Note: No one seems to watch this page. The odds of you even getting a reply are slim to none. Please follow the XML Data Dumps mailing list] by reading the archives or subscribing, for up to date news about the dumps; you can also make inquiries about them there.

Contents

Static HTML of small wikimedia wikis[edit]

Out of the box wikibooks database viewing is a bit limited at the moment, how about a static html dump for these and other small but valuable wikis?

Dewiki request[edit]

Would it be possible to get the images for dewiki as a tarball? This is for a DVD distribution project and would be a one-off.

Request for a dump of revision table of SQL database[edit]

Hey, I'd love to get a dump of the revision table - it would obviously be much more managable than the full history, and allow me to scan how many edits have been done to different pages in an easier way. Thanks! Please write on my talk page if this is done!

--Monk (this is a link to my talk page)

dump of zhwiki[edit]

Hi, guys,

The lasted dump of zhwiki is June 25, 2008. It has been almost four months till now. Could you start the new process of dumping the latest zhwiki?

Thanks!

Hi, It has been four months since the last dump of the zhwiki. Wish the dumping process would be sooner start. Thanks!

alternative fuels[edit]

I am creating a wiki on alternative fuels and would like a dump on all alternative fuels data ..... Thank you for your help :) you can contact me at wiki@e85wikipedia.com --Jbyrd843 06:00, 8 October 2008 (UTC)

Enwiki with edit history, preferably earlier version[edit]
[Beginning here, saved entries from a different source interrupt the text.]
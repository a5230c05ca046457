//! Accès PostgreSQL/PostGIS (pool, schéma, parcelles)

pub mod parcels;
pub mod pool;
pub mod schema;

use anyhow::Result;
use geo::Geometry;
use wkb::geom_to_wkb;

/// Convertit une géométrie geo en EWKB PostGIS (WKB + flag SRID)
pub fn geometry_to_ewkb(geom: &Geometry<f64>, srid: u32) -> Result<Vec<u8>> {
    let wkb = geom_to_wkb(geom)
        .map_err(|e| anyhow::anyhow!("Failed to convert geometry to WKB: {:?}", e))?;

    if wkb.len() < 5 {
        anyhow::bail!("WKB too short: {} bytes", wkb.len());
    }

    let mut ewkb = Vec::with_capacity(wkb.len() + 4);
    ewkb.push(wkb[0]); // Byte order

    // Type avec flag SRID (0x20000000)
    let type_bytes = [wkb[1], wkb[2], wkb[3], wkb[4]];
    if wkb[0] == 1 {
        // Little endian
        let geom_type = u32::from_le_bytes(type_bytes) | 0x2000_0000;
        ewkb.extend_from_slice(&geom_type.to_le_bytes());
        ewkb.extend_from_slice(&srid.to_le_bytes());
    } else {
        // Big endian
        let geom_type = u32::from_be_bytes(type_bytes) | 0x2000_0000;
        ewkb.extend_from_slice(&geom_type.to_be_bytes());
        ewkb.extend_from_slice(&srid.to_be_bytes());
    }

    ewkb.extend_from_slice(&wkb[5..]);
    Ok(ewkb)
}

#[cfg(test)]
mod tests {
    use super::*;
    use geo::{Geometry, Point};

    #[test]
    fn test_ewkb_carries_srid_flag() {
        let geom = Geometry::Point(Point::new(440_000.0, 4_474_000.0));
        let ewkb = geometry_to_ewkb(&geom, 25830).unwrap();

        // Little endian: type à l'offset 1, SRID à l'offset 5
        assert_eq!(ewkb[0], 1);
        let geom_type = u32::from_le_bytes([ewkb[1], ewkb[2], ewkb[3], ewkb[4]]);
        assert_ne!(geom_type & 0x2000_0000, 0);
        let srid = u32::from_le_bytes([ewkb[5], ewkb[6], ewkb[7], ewkb[8]]);
        assert_eq!(srid, 25830);
    }
}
Hello, we are doing research on the evolutionary nature of Wikipedia from a computational perspective. Would it be possible to get a version of wikipedia with the history of edits upto that point. An early version from 2003 or 2004 would be superb, since the size would make it easier to work with, but other versions would do as well. A version with edit history, all of the internal links and categorical information would be necessary. Of course, I would be ready to assume expenses involved in making the copy and sending it. Please contact me (chenli@uiuc.edu), Thanks a lot.
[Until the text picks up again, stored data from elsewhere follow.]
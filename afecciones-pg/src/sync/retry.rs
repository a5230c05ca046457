//! Retry avec backoff exponentiel pour les fetchs de pages
//!
//! Seules les erreurs passagères (timeout, réseau) sont retentées; une
//! erreur définitive remonte immédiatement. Le backoff double à chaque
//! tentative.

use std::time::Duration;

use tracing::warn;

use super::source::{FeaturePage, FeatureSource, SourceError};

/// Politique de retry bornée
#[derive(Debug, Clone, Copy)]
pub struct RetryPolicy {
    /// Nombre maximal de tentatives avant abandon
    pub max_attempts: u32,

    /// Backoff initial (doublé à chaque tentative)
    pub initial_backoff: Duration,
}

impl Default for RetryPolicy {
    fn default() -> Self {
        Self {
            max_attempts: 3,
            initial_backoff: Duration::from_secs(1),
        }
    }
}

impl RetryPolicy {
    /// Fetch d'une page avec retries
    pub async fn fetch_page(
        &self,
        source: &dyn FeatureSource,
        collection_id: &str,
        offset: u64,
        limit: u64,
    ) -> Result<FeaturePage, SourceError> {
        let mut backoff = self.initial_backoff;
        let mut attempt = 1u32;

        loop {
            match source.fetch_page(collection_id, offset, limit).await {
                Ok(page) => return Ok(page),
                Err(e) if e.is_retryable() && attempt < self.max_attempts => {
                    warn!(
                        collection = collection_id,
                        offset = offset,
                        attempt = attempt,
                        max_attempts = self.max_attempts,
                        backoff_ms = backoff.as_millis() as u64,
                        "Page fetch failed, retrying: {e}"
                    );
                    tokio::time::sleep(backoff).await;
                    backoff *= 2;
                    attempt += 1;
                }
                Err(e) => return Err(e),
            }
        }
    }
}

#[cfg(test)]
mod tests {
    use super::*;
    use std::sync::atomic::{AtomicU32, Ordering};

    use async_trait::async_trait;

    use crate::sync::source::CollectionInfo;

    /// Source scriptée: échoue `failures` fois puis renvoie une page vide
    struct FlakySource {
        failures: u32,
        calls: AtomicU32,
        error_kind: fn(String) -> SourceError,
    }

    impl FlakySource {
        fn new(failures: u32, error_kind: fn(String) -> SourceError) -> Self {
            Self {
                failures,
                calls: AtomicU32::new(0),
                error_kind,
            }
        }
    }

    #[async_trait]
    impl FeatureSource for FlakySource {
        async fn collections(&self) -> Result<Vec<CollectionInfo>, SourceError> {
            Ok(vec![])
        }

        async fn fetch_page(
            &self,
            _collection_id: &str,
            _offset: u64,
            _limit: u64,
        ) -> Result<FeaturePage, SourceError> {
            let call = self.calls.fetch_add(1, Ordering::SeqCst);
            if call < self.failures {
                Err((self.error_kind)("boom".to_string()))
            } else {
                Ok(FeaturePage {
                    features: vec![],
                    next_offset: None,
                })
            }
        }
    }

    fn fast_policy() -> RetryPolicy {
        RetryPolicy {
            max_attempts: 3,
            initial_backoff: Duration::from_millis(1),
        }
    }

    #[tokio::test]
    async fn test_retries_then_succeeds() {
        let source = FlakySource::new(2, SourceError::Transient);
        let page = fast_policy()
            .fetch_page(&source, "capa", 0, 100)
            .await
            .unwrap();
        assert!(page.features.is_empty());
        assert_eq!(source.calls.load(Ordering::SeqCst), 3);
    }

    #[tokio::test]
    async fn test_exhausted_retries_surface_the_error() {
        let source = FlakySource::new(10, SourceError::Timeout);
        let err = fast_policy()
            .fetch_page(&source, "capa", 0, 100)
            .await
            .unwrap_err();
        assert!(matches!(err, SourceError::Timeout(_)));
        assert_eq!(source.calls.load(Ordering::SeqCst), 3);
    }

    #[tokio::test]
    async fn test_fatal_error_is_not_retried() {
        let source = FlakySource::new(10, SourceError::Fatal);
        let err = fast_policy()
            .fetch_page(&source, "capa", 0, 100)
            .await
            .unwrap_err();
        assert!(matches!(err, SourceError::Fatal(_)));
        assert_eq!(source.calls.load(Ordering::SeqCst), 1);
    }
}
How to dump my own WikiDatabase to be able to read it with WikiTaxi ?[edit]

Could you give me the instruction to dump my personnal WikiBase and be able to load it in the WikiTaxi application ? I need to provide the xxxx_pages_articles.xml.bz2 file, and I don't know how to do this exactly (with dumpBackup.php?, wich option ?) Thank you for your help. (guenola@newaccess.ch)


Hi,

try: php dumpBackup.php --full > /tmp/dump.xml
bzip2 /tmp/dump.xml

You may have to edit: AdminSettings.php/AdminSettings.sample first.

But I don't know how to add pictures and other files...


Frank

the latest full enwiki dump (01/03/08) has gone 404?[edit]
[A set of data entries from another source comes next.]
//! Pool de connexions PostgreSQL/PostGIS

use std::time::Duration;

use anyhow::{Context, Result};
use deadpool_postgres::{Config, Pool, PoolConfig, Runtime, Timeouts};
use tokio_postgres::NoTls;
use tokio_postgres_rustls::MakeRustlsConnect;

/// Mode SSL pour la connexion PostgreSQL
#[derive(Debug, Clone, Copy, Default, PartialEq, Eq)]
pub enum SslMode {
    /// Pas de SSL (défaut)
    #[default]
    Disable,
    /// SSL préféré mais non requis
    Prefer,
    /// SSL requis
    Require,
}

impl std::str::FromStr for SslMode {
    type Err = String;

    fn from_str(s: &str) -> Result<Self, Self::Err> {
        match s.to_lowercase().as_str() {
            "disable" | "off" | "false" | "no" => Ok(SslMode::Disable),
            "prefer" => Ok(SslMode::Prefer),
            "require" | "on" | "true" | "yes" => Ok(SslMode::Require),
            _ => Err(format!("Invalid SSL mode: {}. Use: disable, prefer, require", s)),
        }
    }
}

/// Configuration de la base de données GIS
#[derive(Debug, Clone)]
pub struct DatabaseConfig {
    pub host: String,
    pub port: u16,
    pub dbname: String,
    pub user: String,
    pub password: Option<String>,
    pub pool_size: usize,
    pub ssl_mode: SslMode,
    /// Timeout par requête d'analyse; un dépassement est rapporté
    /// à l'appelant, jamais retenté automatiquement
    pub query_timeout: Duration,
}

impl Default for DatabaseConfig {
    fn default() -> Self {
        Self {
            host: "localhost".into(),
            port: 5432,
            dbname: "gis".into(),
            user: "postgres".into(),
            password: None,
            pool_size: 10,
            ssl_mode: SslMode::Disable,
            query_timeout: Duration::from_secs(30),
        }
    }
}

impl DatabaseConfig {
    /// Charge la configuration depuis les variables d'environnement POSTGIS_*
    pub fn from_env() -> Self {
        Self {
            host: std::env::var("POSTGIS_HOST").unwrap_or_else(|_| "localhost".into()),
            port: std::env::var("POSTGIS_PORT")
                .ok()
                .and_then(|p| p.parse().ok())
                .unwrap_or(5432),
            dbname: std::env::var("POSTGIS_DATABASE").unwrap_or_else(|_| "gis".into()),
            user: std::env::var("POSTGIS_USER").unwrap_or_else(|_| "postgres".into()),
            password: std::env::var("POSTGIS_PASSWORD").ok(),
            pool_size: std::env::var("POOL_SIZE")
                .ok()
                .and_then(|s| s.parse().ok())
                .unwrap_or(10),
            ssl_mode: std::env::var("POSTGIS_SSLMODE")
                .ok()
                .and_then(|s| s.parse().ok())
                .unwrap_or_default(),
            query_timeout: std::env::var("POSTGIS_QUERY_TIMEOUT_SECS")
                .ok()
                .and_then(|s| s.parse().ok())
                .map(Duration::from_secs)
                .unwrap_or_else(|| Duration::from_secs(30)),
        }
    }
}

/// Crée la configuration TLS pour rustls
fn make_tls_connector() -> Result<MakeRustlsConnect> {
    let root_store =
        rustls::RootCertStore::from_iter(webpki_roots::TLS_SERVER_ROOTS.iter().cloned());

    let config = rustls::ClientConfig::builder()
        .with_root_certificates(root_store)
        .with_no_client_auth();

    Ok(MakeRustlsConnect::new(config))
}

/// Crée un pool de connexions borné
pub async fn create_pool(config: &DatabaseConfig) -> Result<Pool> {
    let mut cfg = Config::new();
    cfg.host = Some(config.host.clone());
    cfg.port = Some(config.port);
    cfg.dbname = Some(config.dbname.clone());
    cfg.user = Some(config.user.clone());
    cfg.password = config.password.clone();

    cfg.pool = Some(PoolConfig {
        max_size: config.pool_size,
        timeouts: Timeouts {
            wait: Some(Duration::from_secs(30)),
            create: Some(Duration::from_secs(10)),
            recycle: Some(Duration::from_secs(30)),
        },
        ..Default::default()
    });

    match config.ssl_mode {
        SslMode::Disable => cfg
            .create_pool(Some(Runtime::Tokio1), NoTls)
            .context("Failed to create database pool"),
        SslMode::Prefer | SslMode::Require => {
            let tls = make_tls_connector()?;
            cfg.create_pool(Some(Runtime::Tokio1), tls)
                .context("Failed to create database pool with TLS")
        }
    }
}

/// Teste la connexion à la base
pub async fn test_connection(pool: &Pool) -> Result<()> {
    let client = pool
        .get()
        .await
        .context("Failed to get connection from pool")?;
    client
        .execute("SELECT 1", &[])
        .await
        .context("Connection test failed")?;
    Ok(())
}

#[cfg(test)]
mod tests {
    use super::*;

    #[test]
    fn test_ssl_mode_parse() {
        assert_eq!("disable".parse::<SslMode>().unwrap(), SslMode::Disable);
        assert_eq!("PREFER".parse::<SslMode>().unwrap(), SslMode::Prefer);
        assert_eq!("require".parse::<SslMode>().unwrap(), SslMode::Require);
        assert!("mandatory".parse::<SslMode>().is_err());
    }

    #[test]
    fn test_default_config() {
        let cfg = DatabaseConfig::default();
        assert_eq!(cfg.dbname, "gis");
        assert_eq!(cfg.pool_size, 10);
        assert_eq!(cfg.query_timeout, Duration::from_secs(30));
    }
}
Just wondering what happened with the last full enwiki dump? Last week or so it was available here: [1]... does anyone know if it's coming back? --Andicat 12:22, 28 May 2008 (UTC)

English Wikipedia: Page dump with edit history for one category[edit]

Would it be possible to request a page dump of English Wikipedia's Society and Social Sciences categories with the complete edit histories but with.

The download bandwidth is not an issue.

Thanks.

Dump of English Wikipedia[edit]

I was wondering if anyone would be able to provide the following download on a DVD? pages-articles.xml.bz2 3.2 GB

Of course, I'm willing to pay for the postage, media and handling. Contact me at kwhartmaNOSPAM@artsci.wustl.edu. I'm on Wikipedia as OglaHai as well.

Thanks. 4.244.144.29 00:54, 14 February 2008 (UTC)


The enwiki dump of 4/25/08 failed. The last one available is from 3/15/08. Does anybody know if another attempt will be occurring soon? Is there a way of getting incremental updates so that the one from 3/15/08 can be augmented? Thank you very much.

Dump of wikiprotein.org[edit]

Please make a dump of wikiprotein.org. unsigned comment from 155.250.129.24

Hi,
wikiprotein.org isn't a wikimedia project.
Try to see on this wiki the best contact or mail omegawiki <at> gmail.com.
--Dereckson 15:58, 10 December 2007 (UTC)
See also http://www.wikiproteins.org/Development. A database dump of the Community content (based on GEMET data) is generated daily. The SwissProt and UMLS datasets are not dumped, but I believe this is a licensing issue rather than a technical one. László 12:05, 5 March 2008 (UTC)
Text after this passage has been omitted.